Für das Gespräch hat sie Schwerpunkte ihrer Sammlung zusammengestellt, etwa zu großen Illustratoren wie Nikolaus Heidelbach, Klaus Ensikat, Peter Schössow, Peter Sis, Wolfgang Erlbruch oder Philip Waechter, aber auch zu Herkunftsländern. So habe etwa der Moritz Verlag viele französische Bilderbuchschätze gehoben, sei es „Detektiv John Chatterton“ von Yvan Pommaux oder „Du groß, und ich klein“ von Grégoire Solotareff. Sie schätzt Humor und Tierliebe der Engländer und bedauert, dass Hugh Loftings „Doktor Doolittle“-Bücher wegen vermeintlicher politischer Unkorrektheit – in der Kinderliteratur ein weites Minenfeld – praktisch vergessen sind. Begeistert zeigt sie aber auch die Bilderbücher des Chinesen Chen Jianghong. Als dessen „Tigerprinz“ mit dem Rattenfänger-Literaturpreis der Stadt Hameln ausgezeichnet wurde, saß sie in der Jury.

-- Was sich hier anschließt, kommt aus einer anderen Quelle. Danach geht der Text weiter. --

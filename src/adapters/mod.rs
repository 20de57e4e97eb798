//! Adapters - implementations of ports against concrete technology.
//!
//! Each submodule adapts one edge of the hexagon: `postgres` and
//! `memory` implement the billing store, `paddle` talks to the payment
//! provider, and `http` exposes the REST surface.

pub mod http;
pub mod memory;
pub mod paddle;
pub mod postgres;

„Das ist auch ein Lieblingsbuch von mir“ – die an diesem Vormittag häufig gebrauchte Formulierung verhehlt nicht, dass Gundel Mattenklott alles andere als eine Anhängerin rein subjektivistischer Beurteilung ist. Um die individuelle Besonderheit ebenso zu erkennen wie die Schwächen, nähert sie sich einem Buch vor allem mit Fragen wie der, welche Auffassung vom Kind, von der Kindheit und vom Erwachsensein einem Werk zugrunde liegen. Sie fragt, in welchem Ausmaß das Kind symbolisch erhöht oder gar mythisiert wird, welches Weltbild es dem Kind vermittelt und ob die Stärkung der kindlichen Autonomie ein Interesse des Buches ist. Wenn es in einem Buch Sieger und Verlierer gibt – stehen die Kinder und die Erwachsenen immer auf entgegengesetzten Seiten? Ebenso wichtig wie der pädagogische Blick ist ihr der literarische. Nach der Grundregel: So einfach wie nötig, so komplex wie möglich, betrachtet sie Personenzeichnung, Bildlichkeit und Metaphorik. Weil Kinder Wiederholungen lieben, sind sie in der Handlung völlig in Ordnung – aber nicht, wenn es der Autor oder der Künstler ist, der sich wiederholt. Misstrauisch wird sie auch, wenn sie einem Buch eine Absicht, eine gezielte Botschaft anmerkt. Auch deswegen ist ihr der Tod als beliebtes Kinderbuchthema suspekt. „Das heißt ja nicht, dass man etwas verdrängt, schon gar nicht den Tod. Aber – das fand ich schon als Kind bei Spyri – diese Bücher machen Angst. Und wozu soll die gut sein?“ Eines von Gundel Mattenklottts nächsten Buchprojekte ist eine Geschichte des Bilderbuchs ab 1980. In Gestalt ihrer Bibliothek hat sie sie bereits geschrieben.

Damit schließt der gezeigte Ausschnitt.